##### Supplied data #####

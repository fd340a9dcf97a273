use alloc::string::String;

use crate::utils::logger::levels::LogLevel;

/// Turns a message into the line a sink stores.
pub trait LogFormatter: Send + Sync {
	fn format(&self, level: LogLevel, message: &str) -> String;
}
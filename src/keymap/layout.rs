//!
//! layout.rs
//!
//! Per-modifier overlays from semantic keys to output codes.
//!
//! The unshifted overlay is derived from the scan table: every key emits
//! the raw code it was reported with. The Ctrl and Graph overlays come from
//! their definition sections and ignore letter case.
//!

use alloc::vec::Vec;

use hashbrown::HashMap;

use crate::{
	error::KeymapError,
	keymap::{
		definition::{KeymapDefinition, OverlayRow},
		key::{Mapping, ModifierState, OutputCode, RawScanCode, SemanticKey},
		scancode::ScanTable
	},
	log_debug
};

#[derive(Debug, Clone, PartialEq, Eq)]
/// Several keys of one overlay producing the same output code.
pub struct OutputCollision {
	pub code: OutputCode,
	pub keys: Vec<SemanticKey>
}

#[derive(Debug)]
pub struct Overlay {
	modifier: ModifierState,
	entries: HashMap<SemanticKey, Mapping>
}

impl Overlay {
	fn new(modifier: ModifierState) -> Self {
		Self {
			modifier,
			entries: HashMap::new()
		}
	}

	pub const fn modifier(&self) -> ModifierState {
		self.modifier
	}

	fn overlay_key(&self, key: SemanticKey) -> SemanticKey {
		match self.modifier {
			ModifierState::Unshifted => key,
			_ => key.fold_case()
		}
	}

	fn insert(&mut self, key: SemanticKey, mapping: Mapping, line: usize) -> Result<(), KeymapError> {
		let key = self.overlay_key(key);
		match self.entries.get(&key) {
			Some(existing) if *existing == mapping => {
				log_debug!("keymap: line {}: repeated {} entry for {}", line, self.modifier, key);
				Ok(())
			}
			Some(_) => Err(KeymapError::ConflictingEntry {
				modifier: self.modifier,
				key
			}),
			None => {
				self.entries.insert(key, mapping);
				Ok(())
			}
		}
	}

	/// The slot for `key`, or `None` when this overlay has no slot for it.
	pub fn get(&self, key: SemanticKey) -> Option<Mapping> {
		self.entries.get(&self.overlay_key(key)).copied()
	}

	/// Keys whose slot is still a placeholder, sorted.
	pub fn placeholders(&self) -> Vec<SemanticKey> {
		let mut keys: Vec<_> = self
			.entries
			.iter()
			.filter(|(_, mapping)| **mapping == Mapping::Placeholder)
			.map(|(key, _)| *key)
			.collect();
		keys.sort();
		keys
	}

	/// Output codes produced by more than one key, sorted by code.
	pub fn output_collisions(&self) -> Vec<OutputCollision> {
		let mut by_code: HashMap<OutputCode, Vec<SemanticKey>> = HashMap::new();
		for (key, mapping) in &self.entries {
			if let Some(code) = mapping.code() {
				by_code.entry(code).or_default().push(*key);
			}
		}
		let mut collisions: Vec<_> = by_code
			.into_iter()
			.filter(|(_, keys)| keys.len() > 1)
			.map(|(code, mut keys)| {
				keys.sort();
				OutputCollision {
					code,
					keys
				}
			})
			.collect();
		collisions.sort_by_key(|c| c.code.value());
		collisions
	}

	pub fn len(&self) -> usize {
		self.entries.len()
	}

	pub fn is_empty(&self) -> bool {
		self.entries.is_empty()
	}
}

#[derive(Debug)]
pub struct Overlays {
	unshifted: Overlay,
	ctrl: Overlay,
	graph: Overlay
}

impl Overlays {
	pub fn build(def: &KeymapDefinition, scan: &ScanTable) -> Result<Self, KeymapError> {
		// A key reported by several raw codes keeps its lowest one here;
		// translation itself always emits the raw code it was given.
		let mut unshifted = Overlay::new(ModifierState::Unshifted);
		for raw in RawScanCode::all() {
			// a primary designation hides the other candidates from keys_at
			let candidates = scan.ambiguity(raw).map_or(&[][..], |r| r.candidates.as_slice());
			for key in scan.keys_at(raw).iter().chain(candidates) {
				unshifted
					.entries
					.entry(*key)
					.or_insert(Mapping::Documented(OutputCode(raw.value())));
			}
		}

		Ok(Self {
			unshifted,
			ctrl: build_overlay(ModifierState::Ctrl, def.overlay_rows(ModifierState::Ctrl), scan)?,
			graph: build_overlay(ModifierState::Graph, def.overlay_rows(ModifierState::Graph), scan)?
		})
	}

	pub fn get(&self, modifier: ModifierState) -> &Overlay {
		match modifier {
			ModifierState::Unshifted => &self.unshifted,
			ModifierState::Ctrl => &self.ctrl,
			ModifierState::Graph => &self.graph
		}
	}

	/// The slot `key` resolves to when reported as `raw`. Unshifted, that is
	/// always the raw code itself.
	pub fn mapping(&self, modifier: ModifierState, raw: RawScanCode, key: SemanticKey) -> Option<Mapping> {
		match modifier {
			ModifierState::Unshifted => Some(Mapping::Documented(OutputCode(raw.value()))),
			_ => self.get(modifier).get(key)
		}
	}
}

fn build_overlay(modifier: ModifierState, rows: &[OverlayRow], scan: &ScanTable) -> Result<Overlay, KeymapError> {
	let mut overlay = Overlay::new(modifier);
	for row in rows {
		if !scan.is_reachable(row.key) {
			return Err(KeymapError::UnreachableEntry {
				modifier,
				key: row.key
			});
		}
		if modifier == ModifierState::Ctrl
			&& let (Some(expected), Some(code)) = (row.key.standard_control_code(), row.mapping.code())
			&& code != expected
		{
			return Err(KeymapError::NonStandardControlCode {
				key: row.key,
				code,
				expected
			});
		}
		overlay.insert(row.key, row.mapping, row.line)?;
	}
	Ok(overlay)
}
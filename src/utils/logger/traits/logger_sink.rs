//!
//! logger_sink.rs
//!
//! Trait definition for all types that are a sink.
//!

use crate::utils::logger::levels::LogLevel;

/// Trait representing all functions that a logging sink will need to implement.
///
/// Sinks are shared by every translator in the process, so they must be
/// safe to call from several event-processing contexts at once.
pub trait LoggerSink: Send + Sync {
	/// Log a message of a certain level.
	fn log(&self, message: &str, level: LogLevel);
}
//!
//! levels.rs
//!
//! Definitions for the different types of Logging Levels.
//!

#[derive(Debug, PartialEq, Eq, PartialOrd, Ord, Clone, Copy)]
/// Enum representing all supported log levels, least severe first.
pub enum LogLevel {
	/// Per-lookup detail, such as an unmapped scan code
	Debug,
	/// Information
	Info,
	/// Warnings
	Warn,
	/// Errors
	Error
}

#####

What the task requires
Transcribe the data above in full, exactly as it appears.

Problem solution
repository fd340a9dcf97a273
use alloc::string::String;

use crate::utils::logger::levels::LogLevel;

/// Turns a message into the line a sink stores.
pub trait LogFormatter: Send + Sync {
	fn format(&self, level: LogLevel, message: &str) -> String;
}
filename src/keymap/layout.rs
//!
//! layout.rs
//!
//! Per-modifier overlays from semantic keys to output codes.
//!
//! The unshifted overlay is derived from the scan table: every key emits
//! the raw code it was reported with. The Ctrl and Graph overlays come from
//! their definition sections and ignore letter case.
//!

use alloc::vec::Vec;

use hashbrown::HashMap;

use crate::{
	error::KeymapError,
	keymap::{
		definition::{KeymapDefinition, OverlayRow},
		key::{Mapping, ModifierState, OutputCode, RawScanCode, SemanticKey},
		scancode::ScanTable
	},
	log_debug
};

#[derive(Debug, Clone, PartialEq, Eq)]
/// Several keys of one overlay producing the same output code.
pub struct OutputCollision {
	pub code: OutputCode,
	pub keys: Vec<SemanticKey>
}

#[derive(Debug)]
pub struct Overlay {
	modifier: ModifierState,
	entries: HashMap<SemanticKey, Mapping>
}

impl Overlay {
	fn new(modifier: ModifierState) -> Self {
		Self {
			modifier,
			entries: HashMap::new()
		}
	}

	pub const fn modifier(&self) -> ModifierState {
		self.modifier
	}

	fn overlay_key(&self, key: SemanticKey) -> SemanticKey {
		match self.modifier {
			ModifierState::Unshifted => key,
			_ => key.fold_case()
		}
	}

	fn insert(&mut self, key: SemanticKey, mapping: Mapping, line: usize) -> Result<(), KeymapError> {
		let key = self.overlay_key(key);
		match self.entries.get(&key) {
			Some(existing) if *existing == mapping => {
				log_debug!("keymap: line {}: repeated {} entry for {}", line, self.modifier, key);
				Ok(())
			}
			Some(_) => Err(KeymapError::ConflictingEntry {
				modifier: self.modifier,
				key
			}),
			None => {
				self.entries.insert(key, mapping);
				Ok(())
			}
		}
	}

	/// The slot for `key`, or `None` when this overlay has no slot for it.
	pub fn get(&self, key: SemanticKey) -> Option<Mapping> {
		self.entries.get(&self.overlay_key(key)).copied()
	}

	/// Keys whose slot is still a placeholder, sorted.
	pub fn placeholders(&self) -> Vec<SemanticKey> {
		let mut keys: Vec<_> = self
			.entries
			.iter()
			.filter(|(_, mapping)| **mapping == Mapping::Placeholder)
			.map(|(key, _)| *key)
			.collect();
		keys.sort();
		keys
	}

	/// Output codes produced by more than one key, sorted by code.
	pub fn output_collisions(&self) -> Vec<OutputCollision> {
		let mut by_code: HashMap<OutputCode, Vec<SemanticKey>> = HashMap::new();
		for (key, mapping) in &self.entries {
			if let Some(code) = mapping.code() {
				by_code.entry(code).or_default().push(*key);
			}
		}
		let mut collisions: Vec<_> = by_code
			.into_iter()
			.filter(|(_, keys)| keys.len() > 1)
			.map(|(code, mut keys)| {
				keys.sort();
				OutputCollision {
					code,
					keys
				}
			})
			.collect();
		collisions.sort_by_key(|c| c.code.value());
		collisions
	}

	pub fn len(&self) -> usize {
		self.entries.len()
	}

	pub fn is_empty(&self) -> bool {
		self.entries.is_empty()
	}
}

#[derive(Debug)]
pub struct Overlays {
	unshifted: Overlay,
	ctrl: Overlay,
	graph: Overlay
}

impl Overlays {
	pub fn build(def: &KeymapDefinition, scan: &ScanTable) -> Result<Self, KeymapError> {
		// A key reported by several raw codes keeps its lowest one here;
		// translation itself always emits the raw code it was given.
		let mut unshifted = Overlay::new(ModifierState::Unshifted);
		for raw in RawScanCode::all() {
			// a primary designation hides the other candidates from keys_at
			let candidates = scan.ambiguity(raw).map_or(&[][..], |r| r.candidates.as_slice());
			for key in scan.keys_at(raw).iter().chain(candidates) {
				unshifted
					.entries
					.entry(*key)
					.or_insert(Mapping::Documented(OutputCode(raw.value())));
			}
		}

		Ok(Self {
			unshifted,
			ctrl: build_overlay(ModifierState::Ctrl, def.overlay_rows(ModifierState::Ctrl), scan)?,
			graph: build_overlay(ModifierState::Graph, def.overlay_rows(ModifierState::Graph), scan)?
		})
	}

	pub fn get(&self, modifier: ModifierState) -> &Overlay {
		match modifier {
			ModifierState::Unshifted => &self.unshifted,
			ModifierState::Ctrl => &self.ctrl,
			ModifierState::Graph => &self.graph
		}
	}

	/// The slot `key` resolves to when reported as `raw`. Unshifted, that is
	/// always the raw code itself.
	pub fn mapping(&self, modifier: ModifierState, raw: RawScanCode, key: SemanticKey) -> Option<Mapping> {
		match modifier {
			ModifierState::Unshifted => Some(Mapping::Documented(OutputCode(raw.value()))),
			_ => self.get(modifier).get(key)
		}
	}
}

fn build_overlay(modifier: ModifierState, rows: &[OverlayRow], scan: &ScanTable) -> Result<Overlay, KeymapError> {
	let mut overlay = Overlay::new(modifier);
	for row in rows {
		if !scan.is_reachable(row.key) {
			return Err(KeymapError::UnreachableEntry {
				modifier,
				key: row.key
			});
		}
		if modifier == ModifierState::Ctrl
			&& let (Some(expected), Some(code)) = (row.key.standard_control_code(), row.mapping.code())
			&& code != expected
		{
			return Err(KeymapError::NonStandardControlCode {
				key: row.key,
				code,
				expected
			});
		}
		overlay.insert(row.key, row.mapping, row.line)?;
	}
	Ok(overlay)
}
filename src/utils/logger/traits/logger_sink.rs
//!
//! logger_sink.rs
//!
//! Trait definition for all types that are a sink.
//!

use crate::utils::logger::levels::LogLevel;

/// Trait representing all functions that a logging sink will need to implement.
///
/// Sinks are shared by every translator in the process, so they must be
/// safe to call from several event-processing contexts at once.
pub trait LoggerSink: Send + Sync {
	/// Log a message of a certain level.
	fn log(&self, message: &str, level: LogLevel);
}
//!
//! levels.rs
//!
//! Definitions for the different types of Logging Levels.
//!

#[derive(Debug, PartialEq, Eq, PartialOrd, Ord, Clone, Copy)]
/// Enum representing all supported log levels, least severe first.
pub enum LogLevel {
	/// Per-lookup detail, such as an unmapped scan code
	Debug,
	/// Information
	Info,
	/// Warnings
	Warn,
	/// Errors
	Error
}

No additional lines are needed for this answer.